■ WHAT YOU HAVE TO DO: If a line in the entries below contains "CartNotice", copy it.

■ RECORDED INFORMATION:
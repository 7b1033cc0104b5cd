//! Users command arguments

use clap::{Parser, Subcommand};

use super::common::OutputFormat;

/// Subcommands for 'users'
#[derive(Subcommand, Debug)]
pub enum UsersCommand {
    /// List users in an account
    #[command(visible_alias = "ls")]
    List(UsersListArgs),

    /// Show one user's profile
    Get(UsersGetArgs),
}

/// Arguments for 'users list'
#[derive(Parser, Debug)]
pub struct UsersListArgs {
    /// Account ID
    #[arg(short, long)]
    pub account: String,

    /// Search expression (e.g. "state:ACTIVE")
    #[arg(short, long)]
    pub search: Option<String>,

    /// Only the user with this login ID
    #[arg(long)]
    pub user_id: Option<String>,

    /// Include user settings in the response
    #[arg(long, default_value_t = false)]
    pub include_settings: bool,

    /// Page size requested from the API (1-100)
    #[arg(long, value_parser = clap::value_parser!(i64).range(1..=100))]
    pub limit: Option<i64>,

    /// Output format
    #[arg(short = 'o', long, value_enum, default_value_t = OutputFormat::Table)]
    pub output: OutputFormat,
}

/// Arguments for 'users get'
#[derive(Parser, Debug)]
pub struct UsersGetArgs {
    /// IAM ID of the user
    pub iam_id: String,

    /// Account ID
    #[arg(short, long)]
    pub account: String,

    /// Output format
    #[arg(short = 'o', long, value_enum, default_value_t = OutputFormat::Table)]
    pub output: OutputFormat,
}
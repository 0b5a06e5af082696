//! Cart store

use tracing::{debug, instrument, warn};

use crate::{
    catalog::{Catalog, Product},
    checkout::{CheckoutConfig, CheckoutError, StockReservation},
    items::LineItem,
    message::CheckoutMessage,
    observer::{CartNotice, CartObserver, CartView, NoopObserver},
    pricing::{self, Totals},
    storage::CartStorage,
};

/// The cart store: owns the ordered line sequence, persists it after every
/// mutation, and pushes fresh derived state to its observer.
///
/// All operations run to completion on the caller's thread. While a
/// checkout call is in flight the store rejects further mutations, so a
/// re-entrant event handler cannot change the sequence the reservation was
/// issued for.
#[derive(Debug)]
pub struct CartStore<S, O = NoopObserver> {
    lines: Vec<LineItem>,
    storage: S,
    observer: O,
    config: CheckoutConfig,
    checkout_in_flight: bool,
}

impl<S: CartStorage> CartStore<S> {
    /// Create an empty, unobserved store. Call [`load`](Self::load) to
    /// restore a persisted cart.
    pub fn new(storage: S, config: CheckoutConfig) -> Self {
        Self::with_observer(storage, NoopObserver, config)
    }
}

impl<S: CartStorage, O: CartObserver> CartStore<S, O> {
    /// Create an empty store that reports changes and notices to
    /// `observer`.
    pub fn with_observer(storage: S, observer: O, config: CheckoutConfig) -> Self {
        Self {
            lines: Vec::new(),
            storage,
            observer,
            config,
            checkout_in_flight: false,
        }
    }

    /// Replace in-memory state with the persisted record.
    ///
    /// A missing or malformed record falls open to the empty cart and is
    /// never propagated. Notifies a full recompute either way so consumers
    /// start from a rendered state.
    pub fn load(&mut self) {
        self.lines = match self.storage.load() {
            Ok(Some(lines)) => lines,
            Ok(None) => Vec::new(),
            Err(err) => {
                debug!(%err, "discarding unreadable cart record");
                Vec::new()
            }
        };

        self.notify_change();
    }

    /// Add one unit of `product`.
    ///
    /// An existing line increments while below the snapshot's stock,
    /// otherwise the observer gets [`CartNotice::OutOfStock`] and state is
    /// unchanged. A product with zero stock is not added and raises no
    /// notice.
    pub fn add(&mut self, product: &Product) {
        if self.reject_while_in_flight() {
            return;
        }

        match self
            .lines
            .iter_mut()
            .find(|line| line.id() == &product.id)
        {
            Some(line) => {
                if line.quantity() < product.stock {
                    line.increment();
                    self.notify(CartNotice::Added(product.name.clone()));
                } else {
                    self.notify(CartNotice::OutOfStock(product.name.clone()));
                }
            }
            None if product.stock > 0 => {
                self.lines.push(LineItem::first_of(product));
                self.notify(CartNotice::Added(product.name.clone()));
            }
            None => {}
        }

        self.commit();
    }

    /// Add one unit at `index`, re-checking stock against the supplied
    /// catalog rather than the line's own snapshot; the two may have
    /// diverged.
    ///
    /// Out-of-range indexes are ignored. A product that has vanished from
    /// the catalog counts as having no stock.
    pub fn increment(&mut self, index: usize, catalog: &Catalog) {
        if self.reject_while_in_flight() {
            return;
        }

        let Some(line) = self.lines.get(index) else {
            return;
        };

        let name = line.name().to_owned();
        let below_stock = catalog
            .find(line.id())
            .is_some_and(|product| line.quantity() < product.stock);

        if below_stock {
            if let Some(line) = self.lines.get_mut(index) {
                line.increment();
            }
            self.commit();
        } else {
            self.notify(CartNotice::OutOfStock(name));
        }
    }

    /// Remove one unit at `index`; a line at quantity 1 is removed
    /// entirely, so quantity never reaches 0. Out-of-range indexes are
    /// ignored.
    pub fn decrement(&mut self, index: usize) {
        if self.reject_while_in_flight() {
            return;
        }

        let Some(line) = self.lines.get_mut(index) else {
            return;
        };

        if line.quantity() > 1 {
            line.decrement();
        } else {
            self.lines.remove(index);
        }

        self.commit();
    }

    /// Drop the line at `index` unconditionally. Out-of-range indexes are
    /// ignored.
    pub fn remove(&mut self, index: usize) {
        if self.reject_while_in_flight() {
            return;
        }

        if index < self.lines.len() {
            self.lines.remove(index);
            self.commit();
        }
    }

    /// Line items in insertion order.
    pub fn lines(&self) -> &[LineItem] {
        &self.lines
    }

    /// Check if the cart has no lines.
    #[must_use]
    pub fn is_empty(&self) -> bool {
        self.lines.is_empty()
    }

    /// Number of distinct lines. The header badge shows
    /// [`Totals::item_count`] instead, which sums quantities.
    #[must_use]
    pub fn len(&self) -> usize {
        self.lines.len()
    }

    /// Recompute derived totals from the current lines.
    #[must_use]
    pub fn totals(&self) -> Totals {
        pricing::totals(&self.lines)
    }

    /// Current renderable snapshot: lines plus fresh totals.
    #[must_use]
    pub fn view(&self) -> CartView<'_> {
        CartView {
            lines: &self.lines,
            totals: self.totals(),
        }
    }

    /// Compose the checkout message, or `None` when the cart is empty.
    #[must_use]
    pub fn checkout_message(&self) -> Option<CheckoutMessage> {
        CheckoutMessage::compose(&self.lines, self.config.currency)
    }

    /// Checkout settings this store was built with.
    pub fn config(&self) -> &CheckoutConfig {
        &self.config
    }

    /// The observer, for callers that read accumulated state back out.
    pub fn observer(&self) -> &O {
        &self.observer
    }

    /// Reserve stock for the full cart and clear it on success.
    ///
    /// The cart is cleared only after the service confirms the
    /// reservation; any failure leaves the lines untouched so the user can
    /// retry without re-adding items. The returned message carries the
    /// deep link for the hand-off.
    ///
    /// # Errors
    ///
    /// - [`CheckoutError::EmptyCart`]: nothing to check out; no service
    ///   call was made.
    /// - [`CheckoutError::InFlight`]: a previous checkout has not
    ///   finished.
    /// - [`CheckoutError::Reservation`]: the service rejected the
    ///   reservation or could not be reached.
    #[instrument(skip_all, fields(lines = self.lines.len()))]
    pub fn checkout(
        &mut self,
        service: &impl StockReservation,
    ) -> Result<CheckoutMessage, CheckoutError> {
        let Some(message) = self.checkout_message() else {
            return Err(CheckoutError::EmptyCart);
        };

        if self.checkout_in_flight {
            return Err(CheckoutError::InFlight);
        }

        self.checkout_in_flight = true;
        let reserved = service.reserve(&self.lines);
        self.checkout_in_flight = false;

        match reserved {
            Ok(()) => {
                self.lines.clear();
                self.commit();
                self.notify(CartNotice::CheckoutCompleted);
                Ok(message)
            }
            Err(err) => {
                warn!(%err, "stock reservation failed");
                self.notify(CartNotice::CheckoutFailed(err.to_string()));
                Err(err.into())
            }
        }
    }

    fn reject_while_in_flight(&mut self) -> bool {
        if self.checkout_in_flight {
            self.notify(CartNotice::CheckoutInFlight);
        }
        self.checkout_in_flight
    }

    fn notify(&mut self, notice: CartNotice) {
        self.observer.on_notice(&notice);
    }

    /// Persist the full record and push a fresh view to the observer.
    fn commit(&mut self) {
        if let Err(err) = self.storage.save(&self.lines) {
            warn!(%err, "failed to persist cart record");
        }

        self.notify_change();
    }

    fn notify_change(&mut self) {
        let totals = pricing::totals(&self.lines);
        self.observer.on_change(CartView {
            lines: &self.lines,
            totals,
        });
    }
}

---

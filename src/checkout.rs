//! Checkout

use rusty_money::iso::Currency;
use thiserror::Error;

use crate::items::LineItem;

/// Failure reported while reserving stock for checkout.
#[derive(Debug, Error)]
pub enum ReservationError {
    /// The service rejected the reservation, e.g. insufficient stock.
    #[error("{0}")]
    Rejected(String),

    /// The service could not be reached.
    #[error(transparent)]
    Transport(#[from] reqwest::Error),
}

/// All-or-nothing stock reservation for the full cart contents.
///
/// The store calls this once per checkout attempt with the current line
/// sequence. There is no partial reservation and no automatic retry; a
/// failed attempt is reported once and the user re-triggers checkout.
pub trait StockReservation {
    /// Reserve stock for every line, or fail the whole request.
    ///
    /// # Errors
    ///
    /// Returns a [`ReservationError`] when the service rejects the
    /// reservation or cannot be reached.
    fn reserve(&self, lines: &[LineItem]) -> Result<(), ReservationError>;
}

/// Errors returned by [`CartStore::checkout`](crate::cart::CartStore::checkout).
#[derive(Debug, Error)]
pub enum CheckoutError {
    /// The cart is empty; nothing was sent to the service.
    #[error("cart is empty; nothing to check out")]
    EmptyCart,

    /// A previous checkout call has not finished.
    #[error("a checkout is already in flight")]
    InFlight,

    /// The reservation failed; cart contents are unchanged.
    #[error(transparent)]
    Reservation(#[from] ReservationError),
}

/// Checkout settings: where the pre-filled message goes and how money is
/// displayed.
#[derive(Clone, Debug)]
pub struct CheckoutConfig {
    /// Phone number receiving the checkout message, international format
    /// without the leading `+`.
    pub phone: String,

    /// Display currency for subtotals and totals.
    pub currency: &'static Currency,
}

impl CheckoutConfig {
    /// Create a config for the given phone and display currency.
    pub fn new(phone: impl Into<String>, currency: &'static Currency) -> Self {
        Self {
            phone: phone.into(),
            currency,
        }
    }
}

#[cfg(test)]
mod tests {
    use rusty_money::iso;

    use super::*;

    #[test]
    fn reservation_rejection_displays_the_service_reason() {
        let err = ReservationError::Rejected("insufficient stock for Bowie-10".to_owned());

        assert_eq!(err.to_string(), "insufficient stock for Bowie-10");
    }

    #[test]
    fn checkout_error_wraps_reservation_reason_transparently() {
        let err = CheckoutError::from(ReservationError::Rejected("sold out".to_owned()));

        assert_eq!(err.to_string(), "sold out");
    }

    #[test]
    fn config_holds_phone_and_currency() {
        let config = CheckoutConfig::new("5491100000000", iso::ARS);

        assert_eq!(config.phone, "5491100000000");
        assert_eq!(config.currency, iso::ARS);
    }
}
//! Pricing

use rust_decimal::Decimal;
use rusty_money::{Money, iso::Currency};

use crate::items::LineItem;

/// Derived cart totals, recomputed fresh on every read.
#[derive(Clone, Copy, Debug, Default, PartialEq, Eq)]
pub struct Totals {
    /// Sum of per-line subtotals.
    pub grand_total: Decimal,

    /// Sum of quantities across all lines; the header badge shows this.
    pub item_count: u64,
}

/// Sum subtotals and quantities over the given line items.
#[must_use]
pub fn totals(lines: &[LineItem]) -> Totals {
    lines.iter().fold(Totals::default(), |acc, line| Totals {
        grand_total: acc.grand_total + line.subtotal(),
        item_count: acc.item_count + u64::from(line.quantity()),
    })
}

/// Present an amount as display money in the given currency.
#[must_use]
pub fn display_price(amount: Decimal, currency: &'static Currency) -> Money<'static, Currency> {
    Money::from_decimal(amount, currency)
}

* * *

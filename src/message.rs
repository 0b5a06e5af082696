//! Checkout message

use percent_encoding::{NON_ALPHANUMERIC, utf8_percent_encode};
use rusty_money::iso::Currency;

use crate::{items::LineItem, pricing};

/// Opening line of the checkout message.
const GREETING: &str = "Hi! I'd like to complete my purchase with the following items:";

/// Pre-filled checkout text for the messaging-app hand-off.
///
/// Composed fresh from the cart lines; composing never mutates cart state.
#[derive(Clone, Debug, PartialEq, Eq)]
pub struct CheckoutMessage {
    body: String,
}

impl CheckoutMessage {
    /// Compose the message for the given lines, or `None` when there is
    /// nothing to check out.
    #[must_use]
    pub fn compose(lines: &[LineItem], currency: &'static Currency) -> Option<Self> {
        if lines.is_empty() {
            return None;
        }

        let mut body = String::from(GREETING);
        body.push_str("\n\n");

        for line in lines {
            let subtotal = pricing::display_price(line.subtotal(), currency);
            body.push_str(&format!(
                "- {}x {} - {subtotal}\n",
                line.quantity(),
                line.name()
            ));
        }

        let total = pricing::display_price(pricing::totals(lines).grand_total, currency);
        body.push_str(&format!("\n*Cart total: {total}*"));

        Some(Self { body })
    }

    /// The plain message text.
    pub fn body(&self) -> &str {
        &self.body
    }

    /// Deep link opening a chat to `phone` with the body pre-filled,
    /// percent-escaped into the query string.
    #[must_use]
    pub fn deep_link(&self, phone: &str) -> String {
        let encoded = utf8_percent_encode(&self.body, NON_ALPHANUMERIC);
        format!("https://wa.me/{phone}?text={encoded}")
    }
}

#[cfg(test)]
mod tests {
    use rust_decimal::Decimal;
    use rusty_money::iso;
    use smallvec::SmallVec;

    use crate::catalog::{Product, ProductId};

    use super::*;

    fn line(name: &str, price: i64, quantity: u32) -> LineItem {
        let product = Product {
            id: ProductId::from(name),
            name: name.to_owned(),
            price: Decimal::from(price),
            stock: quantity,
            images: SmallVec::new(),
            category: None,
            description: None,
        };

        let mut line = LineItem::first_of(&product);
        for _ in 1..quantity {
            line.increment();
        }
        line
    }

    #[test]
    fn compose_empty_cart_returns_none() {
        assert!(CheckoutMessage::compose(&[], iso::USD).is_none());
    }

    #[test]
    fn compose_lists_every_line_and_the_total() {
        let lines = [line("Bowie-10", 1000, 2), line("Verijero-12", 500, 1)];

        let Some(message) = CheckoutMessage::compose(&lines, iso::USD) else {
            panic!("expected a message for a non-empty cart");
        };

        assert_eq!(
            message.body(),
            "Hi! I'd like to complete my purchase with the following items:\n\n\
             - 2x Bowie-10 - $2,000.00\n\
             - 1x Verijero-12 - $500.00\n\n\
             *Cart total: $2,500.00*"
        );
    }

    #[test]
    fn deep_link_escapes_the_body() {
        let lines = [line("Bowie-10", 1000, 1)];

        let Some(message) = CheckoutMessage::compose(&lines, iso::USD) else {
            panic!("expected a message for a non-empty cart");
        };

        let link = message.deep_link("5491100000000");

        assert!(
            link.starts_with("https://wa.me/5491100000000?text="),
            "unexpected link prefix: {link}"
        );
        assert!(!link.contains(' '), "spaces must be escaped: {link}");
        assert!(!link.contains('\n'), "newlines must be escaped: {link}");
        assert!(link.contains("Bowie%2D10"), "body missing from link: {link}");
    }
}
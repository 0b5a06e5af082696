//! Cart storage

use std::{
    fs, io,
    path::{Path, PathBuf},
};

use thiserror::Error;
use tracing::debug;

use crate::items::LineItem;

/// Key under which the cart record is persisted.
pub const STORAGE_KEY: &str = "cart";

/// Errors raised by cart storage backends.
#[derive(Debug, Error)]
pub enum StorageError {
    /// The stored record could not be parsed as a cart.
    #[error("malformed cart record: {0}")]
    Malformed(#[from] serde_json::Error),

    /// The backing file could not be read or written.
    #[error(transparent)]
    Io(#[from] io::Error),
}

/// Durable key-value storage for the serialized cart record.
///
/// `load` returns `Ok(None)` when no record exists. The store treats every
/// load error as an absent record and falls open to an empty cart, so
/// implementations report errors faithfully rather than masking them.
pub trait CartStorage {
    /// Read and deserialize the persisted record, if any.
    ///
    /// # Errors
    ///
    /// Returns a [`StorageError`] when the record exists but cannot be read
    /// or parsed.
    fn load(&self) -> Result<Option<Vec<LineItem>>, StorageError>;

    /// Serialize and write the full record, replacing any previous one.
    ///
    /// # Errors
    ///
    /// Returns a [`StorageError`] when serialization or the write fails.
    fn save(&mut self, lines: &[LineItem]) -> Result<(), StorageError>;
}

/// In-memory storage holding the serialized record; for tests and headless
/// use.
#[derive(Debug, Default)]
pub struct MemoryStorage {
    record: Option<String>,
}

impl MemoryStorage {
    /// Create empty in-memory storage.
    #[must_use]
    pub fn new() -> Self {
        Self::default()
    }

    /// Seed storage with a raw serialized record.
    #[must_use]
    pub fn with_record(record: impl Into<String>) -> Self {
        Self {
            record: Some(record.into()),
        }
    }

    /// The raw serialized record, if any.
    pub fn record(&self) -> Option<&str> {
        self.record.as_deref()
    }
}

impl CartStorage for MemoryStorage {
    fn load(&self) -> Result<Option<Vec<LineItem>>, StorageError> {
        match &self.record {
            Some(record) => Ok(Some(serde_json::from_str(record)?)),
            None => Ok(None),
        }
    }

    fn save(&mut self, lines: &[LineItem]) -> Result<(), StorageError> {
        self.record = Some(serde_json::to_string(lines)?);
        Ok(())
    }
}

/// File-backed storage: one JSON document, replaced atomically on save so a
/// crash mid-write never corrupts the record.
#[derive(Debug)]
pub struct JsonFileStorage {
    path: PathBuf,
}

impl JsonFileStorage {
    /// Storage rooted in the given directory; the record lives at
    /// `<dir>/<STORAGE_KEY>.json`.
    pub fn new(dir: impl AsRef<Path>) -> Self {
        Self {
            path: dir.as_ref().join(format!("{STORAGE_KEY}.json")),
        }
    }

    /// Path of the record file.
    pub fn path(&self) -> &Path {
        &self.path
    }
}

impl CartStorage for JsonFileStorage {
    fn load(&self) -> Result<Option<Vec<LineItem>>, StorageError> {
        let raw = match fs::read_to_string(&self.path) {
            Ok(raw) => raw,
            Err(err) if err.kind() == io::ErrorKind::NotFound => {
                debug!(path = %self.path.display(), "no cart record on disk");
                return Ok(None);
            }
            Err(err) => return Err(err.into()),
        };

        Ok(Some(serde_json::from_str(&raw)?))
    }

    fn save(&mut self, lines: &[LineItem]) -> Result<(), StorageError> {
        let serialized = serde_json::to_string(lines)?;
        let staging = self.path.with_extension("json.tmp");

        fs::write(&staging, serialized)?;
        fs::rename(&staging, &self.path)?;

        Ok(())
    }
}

■ WRITTEN ANSWER:
    observer::{CartNotice, CartObserver, CartView, NoopObserver},
    /// otherwise the observer gets [`CartNotice::OutOfStock`] and state is
                    self.notify(CartNotice::Added(product.name.clone()));
                    self.notify(CartNotice::OutOfStock(product.name.clone()));
                self.notify(CartNotice::Added(product.name.clone()));
            self.notify(CartNotice::OutOfStock(name));
                self.notify(CartNotice::CheckoutCompleted);
                self.notify(CartNotice::CheckoutFailed(err.to_string()));
            self.notify(CartNotice::CheckoutInFlight);
    fn notify(&mut self, notice: CartNotice) {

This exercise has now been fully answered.